The fourteen Shiite seats, the two Maronite seats, the two Catholic seats and two of the three Sunni seats were taken solely by both Hizbullah, Amal and their allies. The Orthodox seat was granted to the SSNP, one Sunni seat to Al-Hariri's sister and the one Druze seat to Jumblatt's PSP.



The Southern Christian communities - Maronites, Catholic and Orthodox - did not have any real say at all. Berri and Nasrallah handpicked their representatives against their will, and accordingly, they boycotted the polls. The majority of the Sunnis who do not reside in the city of Sidon, as well as the majority of the Druze community, were totally ignored and marginalized, especially in the Hasbia region. They, too, boycotted the process.



Some might think that the Shi'ite community was well represented. No, not at all. Hizbullah and Amal have corrupted the community's free decisionmaking process and forced their men on it. This bitter reality was voiced by tens and tens of Shi'ite candidates, many of whom were forced to withdraw, including the former House Speaker Kamel Al-Assad and the prominent leftist politician Habib Sadek.



In Beirut, the "made in Syria" unfair electoral law, the petrodollar and the stirring of emotions were the main tools of covert manipulation that secured the Al-Hariri tickets' victories. In the south, it was fear, intimidation, manipulation, poverty and UN Resolution 1559 that were crucial elements in the election's outcome.



Mr. Berri warned that a vote against the Hizbullah-Amal coalition is a vote against the resistance and a betrayal to the blood of the "martyrs". Meanwhile, Nasrallah threatened to sever any hand that attempts to disarm his organization, tagging such a hand as "Israeli". He even bragged that just thinking of disarming Hizbullah is a kind of madness.



It is worth mentioning that UN Resolution 1559 demands that all local militias, Lebanese and non-Lebanese, be disarmed. Nasrallah and Berri, in their religious and psychological manipulation, cautioned that those who vote against their tickets are siding with UN Resolution 1559 and, accordingly, are "Israelis" and "traitors" whose hands should be severed.

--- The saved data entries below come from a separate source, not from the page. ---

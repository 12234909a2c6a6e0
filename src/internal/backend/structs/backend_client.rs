use std::sync::Arc;

use percent_encoding::{AsciiSet, NON_ALPHANUMERIC, utf8_percent_encode};
use reqwest::Client;
use url::Url;

use crate::internal::backend::enums::MediaKind;

use super::api_error::ApiError;

/// URL 路径段编码集，对齐 encodeURIComponent
/// （字母数字与 `-_.!~*'()` 之外全部转义）。
const PATH_SEGMENT: &AsciiSet = &NON_ALPHANUMERIC
    .remove(b'-')
    .remove(b'_')
    .remove(b'.')
    .remove(b'!')
    .remove(b'~')
    .remove(b'*')
    .remove(b'\'')
    .remove(b'(')
    .remove(b')');

pub(crate) fn encode_path_segment(raw: &str) -> String {
    utf8_percent_encode(raw, PATH_SEGMENT).to_string()
}

/// 后端客户端
///
/// 该结构体定位
/// - 持有 reqwest 客户端与规范化后的基础地址
/// - 各端点函数、进度通道与控制器共用同一个实例
#[derive(Clone, Debug)]
pub struct BackendClient {
    pub client: Client,     // 内部是 Arc，不需要特殊处理
    pub base_url: Arc<Url>, // Arc 避免深拷贝；进度通道的驱动任务也会持有
}

impl BackendClient {
    /// 创建客户端；基础地址必须是 http/https，路径补齐尾部斜杠。
    pub fn new(base_url: &str) -> Result<Self, ApiError> {
        let base_url = format_base_url(base_url)?;
        let client = Client::builder().build()?;
        Ok(Self { client, base_url: Arc::new(base_url) })
    }

    /// 基于基础地址拼接端点路径。
    pub(crate) fn api_url(&self, path: &str) -> Result<Url, ApiError> {
        Ok(self.base_url.join(path)?)
    }

    /// 基础地址字符串（去掉尾部斜杠），用于给相对媒体地址补前缀。
    pub(crate) fn url_prefix(&self) -> String {
        self.base_url.as_str().trim_end_matches('/').to_string()
    }

    /// 已下载文件的直链：`downloads/{username}/{kind}/{filename}`。
    pub fn download_url(
        &self,
        username: &str,
        kind: MediaKind,
        filename: &str,
    ) -> Result<Url, ApiError> {
        self.api_url(&format!(
            "downloads/{}/{}/{}",
            encode_path_segment(username),
            kind.as_str(),
            encode_path_segment(filename),
        ))
    }
}

fn format_base_url(url: &str) -> Result<Url, ApiError> {
    let url = url.trim();
    if url.is_empty() {
        return Err(ApiError::BaseUrl("路径为空".to_string()));
    }

    let mut base_url =
        Url::parse(url).map_err(|e| ApiError::BaseUrl(e.to_string()))?;

    if !matches!(base_url.scheme(), "http" | "https") {
        return Err(ApiError::BaseUrl(format!(
            "不支持的协议: {}",
            base_url.scheme()
        )));
    }

    if !base_url.path().ends_with('/') {
        let new_path = format!("{}/", base_url.path());
        base_url.set_path(&new_path);
    }

    Ok(base_url)
}
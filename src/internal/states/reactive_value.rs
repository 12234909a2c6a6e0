//! # ReactiveValue — 可监听的状态容器
//!
//! 基于 [`tokio::sync::watch`] 的轻量响应式值：持有方通过 `update` 写入，
//! 任意多个观察者通过 [`ReactiveValue::watch`] 异步监听变化。
//! 进度通道的 `mode`、最新快照、重连计数等状态都用它对外暴露。

use std::sync::Arc;

use thiserror::Error;
use tokio::sync::watch;

/// 所有持有端都被销毁后继续监听时返回的错误。
#[derive(Debug, Error)]
#[error("属性已被销毁")]
pub struct ValueClosed;

/// 可监听的状态容器。
///
/// Clone 共享同一份内部状态；读写都不阻塞，适合高频更新场景
/// （如逐文件的下载进度）。
#[derive(Clone, Debug)]
pub struct ReactiveValue<T> {
    sender: Arc<watch::Sender<T>>,
}

impl<T> ReactiveValue<T>
where
    T: Clone + Send + Sync,
{
    /// 以初始值创建。
    pub fn new(value: T) -> Self {
        let (sender, _) = watch::channel(value);
        Self { sender: Arc::new(sender) }
    }

    /// 更新值，所有监听者都会收到通知。
    ///
    /// 没有监听者时也会写入（后续 watch 可读到最新值）。
    pub fn update(&self, value: T) {
        self.sender.send_replace(value);
    }

    /// 获取当前值的快照（会 clone）。
    pub fn get(&self) -> T {
        self.sender.borrow().clone()
    }

    /// 创建一个监听器，用于异步等待值变化。
    pub fn watch(&self) -> ValueWatcher<T> {
        ValueWatcher { receiver: self.sender.subscribe() }
    }
}

/// 值监听器；由 [`ReactiveValue::watch`] 创建。
#[derive(Debug)]
pub struct ValueWatcher<T> {
    receiver: watch::Receiver<T>,
}

impl<T> ValueWatcher<T>
where
    T: Clone + Send + Sync,
{
    /// 异步等待下一次变化，返回新值。
    ///
    /// 所有 [`ReactiveValue`] 持有端都销毁后返回 [`ValueClosed`]。
    pub async fn changed(&mut self) -> Result<T, ValueClosed> {
        self.receiver.changed().await.map_err(|_| ValueClosed)?;
        Ok(self.receiver.borrow_and_update().clone())
    }

    /// 同步读当前值。
    pub fn current(&self) -> T {
        self.receiver.borrow().clone()
    }
}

What happened in South Lebanon was not an election by any given criteria. It is simply a blunt process of armed confiscation of the southern citizens' freedom of choice. What happened in South Lebanon will continue to unfold as long as the status quo imposed by Hizbullah remains intact.



Hizbullah completely controls all domains in this region, runs its administrative, religious and educational affairs, patrols the borders with Israel and possesses a huge stock of missiles. The Beirut central government authority is cosmetic and decorative. No free election can ever take place under such circumstances, in such a milieu of fear and intimidation.



The countries of the free world, the Arab League and the UN should not ignore the fact that Hizbullah and Amal are Syria's actual army in Lebanon. They both were, and still are, in full control of Lebanon's regime, its brutal secret intelligence apparatus and the affairs of all its institutions.



In conclusion, Lebanon will know no peace and the Lebanese people will enjoy no freedom until the full implementation of UN Resolution 1559. Until that day comes, all elections in Lebanon will not produce actual representatives of the people.